╭─ RECORDED INFORMATION

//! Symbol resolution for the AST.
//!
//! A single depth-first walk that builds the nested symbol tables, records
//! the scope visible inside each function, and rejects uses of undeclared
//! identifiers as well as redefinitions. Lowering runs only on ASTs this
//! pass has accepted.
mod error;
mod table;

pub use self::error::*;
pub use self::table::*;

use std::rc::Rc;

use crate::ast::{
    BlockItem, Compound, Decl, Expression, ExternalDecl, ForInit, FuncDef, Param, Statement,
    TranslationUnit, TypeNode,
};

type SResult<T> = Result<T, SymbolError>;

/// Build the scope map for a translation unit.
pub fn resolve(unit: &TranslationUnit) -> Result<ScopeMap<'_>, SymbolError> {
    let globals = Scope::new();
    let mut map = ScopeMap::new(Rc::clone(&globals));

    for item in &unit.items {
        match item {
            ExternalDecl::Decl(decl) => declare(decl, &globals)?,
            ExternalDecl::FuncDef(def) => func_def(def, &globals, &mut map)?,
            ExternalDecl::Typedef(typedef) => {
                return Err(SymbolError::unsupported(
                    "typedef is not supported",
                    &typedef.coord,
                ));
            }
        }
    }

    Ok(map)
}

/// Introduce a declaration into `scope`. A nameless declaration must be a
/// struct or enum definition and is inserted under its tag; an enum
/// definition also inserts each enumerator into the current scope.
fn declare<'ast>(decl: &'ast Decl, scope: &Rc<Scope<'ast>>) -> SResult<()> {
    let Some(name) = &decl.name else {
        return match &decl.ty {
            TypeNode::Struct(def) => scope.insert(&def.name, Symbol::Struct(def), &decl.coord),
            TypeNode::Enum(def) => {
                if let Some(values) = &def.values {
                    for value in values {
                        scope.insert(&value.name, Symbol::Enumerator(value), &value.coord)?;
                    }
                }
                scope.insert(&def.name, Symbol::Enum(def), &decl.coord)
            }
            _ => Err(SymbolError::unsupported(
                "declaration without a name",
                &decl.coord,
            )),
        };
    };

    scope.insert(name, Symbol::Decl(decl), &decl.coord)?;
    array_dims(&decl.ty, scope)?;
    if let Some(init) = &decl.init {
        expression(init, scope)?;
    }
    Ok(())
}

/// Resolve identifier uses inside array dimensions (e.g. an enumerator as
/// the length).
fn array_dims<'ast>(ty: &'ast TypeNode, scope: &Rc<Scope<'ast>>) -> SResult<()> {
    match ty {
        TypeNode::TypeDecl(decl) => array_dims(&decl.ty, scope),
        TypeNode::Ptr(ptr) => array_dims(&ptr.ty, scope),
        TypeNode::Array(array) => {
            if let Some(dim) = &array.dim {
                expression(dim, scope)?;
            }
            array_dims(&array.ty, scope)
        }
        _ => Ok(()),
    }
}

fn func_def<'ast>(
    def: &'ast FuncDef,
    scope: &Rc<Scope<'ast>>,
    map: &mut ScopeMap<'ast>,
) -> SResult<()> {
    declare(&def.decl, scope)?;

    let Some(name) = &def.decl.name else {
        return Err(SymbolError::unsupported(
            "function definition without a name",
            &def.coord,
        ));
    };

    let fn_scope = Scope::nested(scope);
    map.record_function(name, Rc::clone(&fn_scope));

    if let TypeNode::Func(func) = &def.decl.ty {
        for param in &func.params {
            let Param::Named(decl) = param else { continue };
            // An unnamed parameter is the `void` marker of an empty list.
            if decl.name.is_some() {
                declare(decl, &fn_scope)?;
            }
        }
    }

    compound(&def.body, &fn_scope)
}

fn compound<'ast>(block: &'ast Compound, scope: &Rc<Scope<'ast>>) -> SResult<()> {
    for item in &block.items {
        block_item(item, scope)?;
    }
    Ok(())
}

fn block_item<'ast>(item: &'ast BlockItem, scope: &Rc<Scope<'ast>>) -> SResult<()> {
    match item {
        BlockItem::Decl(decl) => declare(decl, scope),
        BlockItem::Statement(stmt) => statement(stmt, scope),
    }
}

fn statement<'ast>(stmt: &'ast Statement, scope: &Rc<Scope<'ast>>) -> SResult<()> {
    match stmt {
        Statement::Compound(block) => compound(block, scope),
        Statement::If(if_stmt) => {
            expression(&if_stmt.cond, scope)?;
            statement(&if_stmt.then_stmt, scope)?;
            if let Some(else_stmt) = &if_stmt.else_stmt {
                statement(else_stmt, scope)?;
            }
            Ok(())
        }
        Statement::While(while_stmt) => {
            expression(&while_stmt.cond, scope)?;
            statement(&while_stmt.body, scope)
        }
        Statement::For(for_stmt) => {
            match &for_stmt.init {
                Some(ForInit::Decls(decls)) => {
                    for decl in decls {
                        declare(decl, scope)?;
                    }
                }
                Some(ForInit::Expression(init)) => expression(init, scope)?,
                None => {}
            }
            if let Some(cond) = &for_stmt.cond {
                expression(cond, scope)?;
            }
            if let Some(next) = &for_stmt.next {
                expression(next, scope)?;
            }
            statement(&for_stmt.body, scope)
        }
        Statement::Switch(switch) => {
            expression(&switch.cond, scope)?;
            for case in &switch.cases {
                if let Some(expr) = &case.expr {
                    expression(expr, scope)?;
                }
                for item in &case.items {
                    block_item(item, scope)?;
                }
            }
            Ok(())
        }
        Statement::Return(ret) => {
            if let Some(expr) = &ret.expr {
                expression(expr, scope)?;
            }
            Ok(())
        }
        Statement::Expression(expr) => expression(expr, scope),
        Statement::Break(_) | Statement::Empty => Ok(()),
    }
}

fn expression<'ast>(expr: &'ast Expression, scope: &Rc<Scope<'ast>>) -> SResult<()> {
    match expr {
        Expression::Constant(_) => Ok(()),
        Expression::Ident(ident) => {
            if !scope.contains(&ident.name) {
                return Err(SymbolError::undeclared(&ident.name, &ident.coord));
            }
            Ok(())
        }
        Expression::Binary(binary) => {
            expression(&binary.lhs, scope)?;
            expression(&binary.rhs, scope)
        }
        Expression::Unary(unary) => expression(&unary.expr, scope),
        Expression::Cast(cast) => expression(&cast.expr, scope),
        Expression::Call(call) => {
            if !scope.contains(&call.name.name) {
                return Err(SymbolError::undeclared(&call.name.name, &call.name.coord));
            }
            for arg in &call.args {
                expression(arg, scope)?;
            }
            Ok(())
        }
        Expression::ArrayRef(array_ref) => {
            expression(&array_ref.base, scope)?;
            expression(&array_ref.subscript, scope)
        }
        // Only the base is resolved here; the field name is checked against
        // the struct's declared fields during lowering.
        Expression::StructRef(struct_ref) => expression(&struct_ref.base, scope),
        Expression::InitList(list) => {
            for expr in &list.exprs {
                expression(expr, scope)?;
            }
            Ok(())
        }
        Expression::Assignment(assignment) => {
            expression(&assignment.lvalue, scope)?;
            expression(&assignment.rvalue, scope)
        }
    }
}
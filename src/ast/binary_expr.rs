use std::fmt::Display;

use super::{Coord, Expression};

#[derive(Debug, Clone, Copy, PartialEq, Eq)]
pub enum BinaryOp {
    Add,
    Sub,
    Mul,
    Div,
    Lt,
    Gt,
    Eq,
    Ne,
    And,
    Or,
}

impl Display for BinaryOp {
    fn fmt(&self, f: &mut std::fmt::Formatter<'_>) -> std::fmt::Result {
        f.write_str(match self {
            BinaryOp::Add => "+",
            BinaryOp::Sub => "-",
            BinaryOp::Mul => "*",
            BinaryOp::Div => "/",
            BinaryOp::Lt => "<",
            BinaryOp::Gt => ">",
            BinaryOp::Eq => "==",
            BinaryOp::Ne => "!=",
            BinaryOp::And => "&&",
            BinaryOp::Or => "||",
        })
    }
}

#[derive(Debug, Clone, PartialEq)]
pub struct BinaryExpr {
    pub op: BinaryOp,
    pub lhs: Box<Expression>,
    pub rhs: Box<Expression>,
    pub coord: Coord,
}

╰─

» **EXERCISE DIRECTIONS**
Display each line of the data where "cond" occurs.

» **RESPONSE TO THE EXERCISE**
            expression(&if_stmt.cond, scope)?;
            expression(&while_stmt.cond, scope)?;
            if let Some(cond) = &for_stmt.cond {
                expression(cond, scope)?;
            expression(&switch.cond, scope)?;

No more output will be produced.